*Exercise directions*.
Scan the entries and copy each line where the word "None" is present.

*Excerpted data*.
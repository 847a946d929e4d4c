//! Filesystem certificate store
//!
//! Holds the root CA and one directory per domain, in the layout minica
//! produces:
//!
//! ```text
//! certificates/
//! ├── minica.pem            # Root CA certificate
//! ├── minica-key.pem        # Root CA private key
//! ├── certificates.toml     # Generated proxy certificate list
//! └── app.example.com/
//!     ├── cert.pem          # Leaf certificate
//!     └── key.pem           # Leaf private key
//! ```
//!
//! Wildcard domains live under a directory whose leading `*` is replaced by
//! `_`. The store only reads and removes files; issuing is the engine's job and
//! policy belongs to [`CertificateManager`](super::CertificateManager).

use std::fs;
use std::path::{Path, PathBuf};

use chrono::{DateTime, Utc};
use serde::Serialize;
use tracing::{debug, info, trace, warn};
use x509_parser::extensions::GeneralName;
use x509_parser::parse_x509_certificate;

use super::error::StoreError;
use super::request::domain_key;

/// Root CA certificate file name
pub const ROOT_CERT_FILE: &str = "minica.pem";
/// Root CA private key file name
pub const ROOT_KEY_FILE: &str = "minica-key.pem";
/// Leaf certificate file name inside a domain directory
pub const CERT_FILE: &str = "cert.pem";
/// Leaf private key file name inside a domain directory
pub const KEY_FILE: &str = "key.pem";

/// Decoded metadata of a stored domain certificate
#[derive(Debug, Clone, Serialize)]
pub struct CertificateRecord {
    /// Store key (directory name)
    pub domain: String,
    pub cert_path: PathBuf,
    pub key_path: PathBuf,
    pub not_before: DateTime<Utc>,
    pub not_after: DateTime<Utc>,
    /// DNS subject alternative names
    pub dns_names: Vec<String>,
}

impl CertificateRecord {
    /// Whole days until expiry, rounded down (negative once expired)
    pub fn days_until_expiry(&self, now: DateTime<Utc>) -> i64 {
        (self.not_after - now).num_seconds().div_euclid(86_400)
    }

    /// Whether the certificate names `domain`
    pub fn covers(&self, domain: &str) -> bool {
        self.dns_names.iter().any(|name| name == domain)
    }
}

/// Filesystem-backed certificate repository
#[derive(Debug, Clone)]
pub struct CertificateStore {
    /// Absolute store root
    root: PathBuf,
}

impl CertificateStore {
    /// Open the store at `root`, creating the directory if needed.
    ///
    /// The root is canonicalized so that every path handed out is absolute.
    pub fn open(root: &Path) -> Result<Self, StoreError> {
        fs::create_dir_all(root)?;
        let root = fs::canonicalize(root)?;

        info!(store_path = %root.display(), "Opened certificate store");

        Ok(Self { root })
    }

    pub fn root(&self) -> &Path {
        &self.root
    }

    // =========================================================================
    // Root CA
    // =========================================================================

    pub fn root_certificate_path(&self) -> PathBuf {
        self.root.join(ROOT_CERT_FILE)
    }

    pub fn root_key_path(&self) -> PathBuf {
        self.root.join(ROOT_KEY_FILE)
    }

    /// Whether the root CA has been generated
    pub fn has_root_certificate(&self) -> bool {
        self.root_certificate_path().is_file()
    }

    /// Root certificate as stored (PEM)
    pub fn read_root_pem(&self) -> Result<Vec<u8>, StoreError> {
        let path = self.root_certificate_path();
        if !path.is_file() {
            return Err(StoreError::RootMissing);
        }
        Ok(fs::read(path)?)
    }

    /// Root certificate re-encoded as DER
    pub fn read_root_der(&self) -> Result<Vec<u8>, StoreError> {
        let pem_bytes = self.read_root_pem()?;
        let block = parse_pem(&self.root_certificate_path(), &pem_bytes)?;
        Ok(block.contents().to_vec())
    }

    /// Make the root certificate world-readable
    pub fn publish_root_certificate(&self) -> Result<(), StoreError> {
        #[cfg(unix)]
        {
            use std::os::unix::fs::PermissionsExt;
            fs::set_permissions(self.root_certificate_path(), fs::Permissions::from_mode(0o644))?;
        }
        debug!("Root certificate permissions set to 0644");
        Ok(())
    }

    // =========================================================================
    // Domain certificates
    // =========================================================================

    /// Directory holding the certificate for `domain`
    pub fn domain_path(&self, domain: &str) -> PathBuf {
        self.root.join(domain_key(domain))
    }

    /// Certificate and key paths for `domain`, whether or not they exist
    pub fn certificate_paths(&self, domain: &str) -> (PathBuf, PathBuf) {
        let dir = self.domain_path(domain);
        (dir.join(CERT_FILE), dir.join(KEY_FILE))
    }

    /// Whether a certificate is stored for `domain`
    pub fn contains(&self, domain: &str) -> bool {
        self.certificate_paths(domain).0.is_file()
    }

    /// Read and decode the certificate stored for `domain`
    pub fn read_certificate(&self, domain: &str) -> Result<CertificateRecord, StoreError> {
        let (cert_path, key_path) = self.certificate_paths(domain);

        if !cert_path.is_file() {
            trace!(domain = %domain, "No stored certificate found");
            return Err(StoreError::NotFound {
                domain: domain.to_string(),
            });
        }

        let pem_bytes = fs::read(&cert_path)?;
        let block = parse_pem(&cert_path, &pem_bytes)?;
        let x509_error = |message: String| StoreError::X509 {
            path: cert_path.display().to_string(),
            message,
        };

        let (_, cert) =
            parse_x509_certificate(block.contents()).map_err(|e| x509_error(e.to_string()))?;

        let validity = cert.validity();
        let not_before = DateTime::from_timestamp(validity.not_before.timestamp(), 0)
            .ok_or_else(|| x509_error("notBefore out of range".to_string()))?;
        let not_after = DateTime::from_timestamp(validity.not_after.timestamp(), 0)
            .ok_or_else(|| x509_error("notAfter out of range".to_string()))?;

        let dns_names = match cert.subject_alternative_name() {
            Ok(Some(san)) => san
                .value
                .general_names
                .iter()
                .filter_map(|name| match name {
                    GeneralName::DNSName(dns) => Some(dns.to_string()),
                    _ => None,
                })
                .collect(),
            Ok(None) => Vec::new(),
            Err(e) => return Err(x509_error(e.to_string())),
        };

        debug!(
            domain = %domain,
            not_after = %not_after,
            "Loaded stored certificate"
        );

        Ok(CertificateRecord {
            domain: domain_key(domain),
            cert_path,
            key_path,
            not_before,
            not_after,
            dns_names,
        })
    }

    /// Remove the directory of `domain`.
    ///
    /// Returns `false` when nothing was stored.
    pub fn delete_certificate(&self, domain: &str) -> Result<bool, StoreError> {
        let dir = self.domain_path(domain);

        if !dir.exists() {
            warn!(domain = %domain, "Certificate to delete not found");
            return Ok(false);
        }

        fs::remove_dir_all(&dir)?;
        info!(domain = %domain, "Deleted stored certificate");
        Ok(true)
    }

    /// Iterate over stored domain keys, one per subdirectory.
    ///
    /// Each call starts a fresh directory scan.
    pub fn list_domains(&self) -> Result<DomainKeys, StoreError> {
        let entries = match fs::read_dir(&self.root) {
            Ok(entries) => Some(entries),
            Err(e) if e.kind() == std::io::ErrorKind::NotFound => None,
            Err(e) => return Err(e.into()),
        };
        Ok(DomainKeys { entries })
    }
}

/// Lazy scan of the store's domain directories
#[derive(Debug)]
pub struct DomainKeys {
    entries: Option<fs::ReadDir>,
}

impl Iterator for DomainKeys {
    type Item = Result<String, StoreError>;

    fn next(&mut self) -> Option<Self::Item> {
        let entries = self.entries.as_mut()?;
        loop {
            let entry = match entries.next()? {
                Ok(entry) => entry,
                Err(e) => return Some(Err(e.into())),
            };
            match entry.file_type() {
                Ok(file_type) if file_type.is_dir() => {}
                Ok(_) => continue,
                Err(e) => return Some(Err(e.into())),
            }
            match entry.file_name().into_string() {
                Ok(name) => return Some(Ok(name)),
                Err(name) => {
                    warn!(name = ?name, "Skipping store directory with non UTF-8 name");
                }
            }
        }
    }
}

fn parse_pem(path: &Path, bytes: &[u8]) -> Result<::pem::Pem, StoreError> {
    ::pem::parse(bytes).map_err(|e| StoreError::Pem {
        path: path.display().to_string(),
        message: e.to_string(),
    })
}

*Response to this task*.
                    _ => None,
            Ok(None) => Vec::new(),
            Err(e) if e.kind() == std::io::ErrorKind::NotFound => None,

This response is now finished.